After a while, it became obvious that I could never write a feature complete
version 2 without completely freezing version 1. So version 2 got thrown in
the bin.
I did Rails professionally for more than a decade and there’s no argument that
it lets you develop functionality quickly. This is partly due to it being a very
complete framework, much more-so than all the Rust ones. Rocket comes closest
but Rails still has a lot more built-in.
Was this the end of the story? Absolutely not. Having experienced the joy of
Rust, with beautifully typed code and blazing fast performance, the feeling
of confidence you get when something compiles without errors, I knew I had to
have Rust in the application. Despite over four years with Ruby, I still
regularly wrote code that had issues at runtime. Mostly issues with null
values and unhandled exceptions. After each deploy, I would closely watch the
error reporting tools and quickly fix any issues that would occur in
production.
Runtime issues are the catch to Rails though. In every Rails app I worked on
there was always a constant stream of exceptions, many related to nil
. I
eventually became quite demoralised by this, especially when on-call and having
my sleep ruined by yet another NoMethodError: undefined method for nil:NilClass
exception.
When the opportunity arose, I left the Rails ecosystem. I now work on a
product that is implemented in languages that don’t suffer these
problems. This entire class of bugs almost never occurs now—and we didn’t
have to resort to heroic testing to get there, the compiler does it for you.
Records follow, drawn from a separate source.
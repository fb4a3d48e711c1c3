use chrono::Utc;
use log::info;
use std::sync::Arc;
use uuid::Uuid;

use crate::errors::CoreError;
use crate::models::transaction::{
    AccountKind, NewTransaction, Transaction, TransactionStatus, TransactionUpdate,
};
use crate::storage::Datastore;

/// Transfer records on the `transactions` collection.
///
/// Status changes are driven by the caller; any status string is
/// accepted.
pub struct TransactionService {
    store: Arc<dyn Datastore>,
    list_limit: usize,
}

fn missing() -> CoreError {
    CoreError::ValidationError("Missing required fields".into())
}

fn account(value: Option<String>) -> Result<AccountKind, CoreError> {
    value
        .filter(|v| !v.trim().is_empty())
        .map(AccountKind::from)
        .ok_or_else(missing)
}

impl TransactionService {
    pub fn new(store: Arc<dyn Datastore>, list_limit: usize) -> Self {
        Self { store, list_limit }
    }

    /// Record a new pending transfer.
    pub async fn create(&self, input: NewTransaction) -> Result<Transaction, CoreError> {
        let user_id = input
            .user_id
            .filter(|v| !v.trim().is_empty())
            .ok_or_else(missing)?;
        let from = account(input.from)?;
        let to = account(input.to)?;
        let amount_usd = input.amount_usd.ok_or_else(missing)?;
        if !amount_usd.is_finite() || amount_usd <= 0.0 {
            return Err(CoreError::ValidationError(format!(
                "amountUSD must be a positive number, got {amount_usd}"
            )));
        }

        let transaction = Transaction {
            id: Uuid::new_v4().to_string(),
            user_id,
            from,
            to,
            amount_usd,
            status: TransactionStatus::Pending,
            tx_hash: None,
            initiated_at: Utc::now(),
            completed_at: None,
        };
        self.store.put_transaction(transaction.clone()).await?;
        info!(
            "Created transaction {} ({} → {}, ${:.2}) for {}",
            transaction.id, transaction.from, transaction.to, transaction.amount_usd, transaction.user_id
        );
        Ok(transaction)
    }

    /// Set the status of a transaction.
    ///
    /// `completed` stamps `completed_at`; `tx_hash` is only replaced when
    /// the update supplies one.
    pub async fn update_status(&self, id: &str, update: TransactionUpdate) -> Result<Transaction, CoreError> {
        let status: TransactionStatus = update
            .status
            .filter(|s| !s.trim().is_empty())
            .map(TransactionStatus::from)
            .ok_or_else(|| CoreError::ValidationError("Status is required".into()))?;

        let mut transaction = self.get(id).await?;
        if status == TransactionStatus::Completed {
            transaction.completed_at = Some(Utc::now());
        }
        transaction.status = status;
        if let Some(hash) = update.tx_hash.filter(|h| !h.is_empty()) {
            transaction.tx_hash = Some(hash);
        }

        self.store.put_transaction(transaction.clone()).await?;
        Ok(transaction)
    }

    /// Most recent transactions of a user, newest first.
    pub async fn list_for_user(&self, user_id: &str) -> Result<Vec<Transaction>, CoreError> {
        self.store.transactions_for_user(user_id, self.list_limit).await
    }

    pub async fn get(&self, id: &str) -> Result<Transaction, CoreError> {
        self.store
            .get_transaction(id)
            .await?
            .ok_or_else(|| CoreError::not_found("Transaction", id))
    }
}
I build all personal web applications in Rust now too, including this very
site. They take longer to implement initially but once deployed are efficient
and stress-free.
Every project is a trade-off though and Dirk addresses some of this at the end
of the post:
But what about the downsides of Ruby and Rails then? Well, those are simply
things to take into account when writing code. Let me give my opinion here.
Have many issues at runtime? Test more. Does it turn into unmaintainable
spaghetti code after a while? Only if you let it. It’s typically caused by
developers, not programming languages or frameworks. There are plenty of ways
to nicely organize your code and you should probably spend more time
refactoring.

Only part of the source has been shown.